■ **EXERCISE**: What is the number of lines in the data that hold the string "content"? Reply with that number only.

■ **SOURCE MATERIAL**:

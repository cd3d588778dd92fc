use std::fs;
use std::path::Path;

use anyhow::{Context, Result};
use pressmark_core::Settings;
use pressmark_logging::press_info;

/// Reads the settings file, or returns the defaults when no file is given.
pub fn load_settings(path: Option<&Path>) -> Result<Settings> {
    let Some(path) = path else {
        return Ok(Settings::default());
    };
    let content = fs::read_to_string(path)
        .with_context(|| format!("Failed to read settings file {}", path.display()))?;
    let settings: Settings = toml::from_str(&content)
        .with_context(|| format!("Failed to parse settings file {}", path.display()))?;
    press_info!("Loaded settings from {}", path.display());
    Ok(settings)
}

■ **WRITTEN SOLUTION**: 2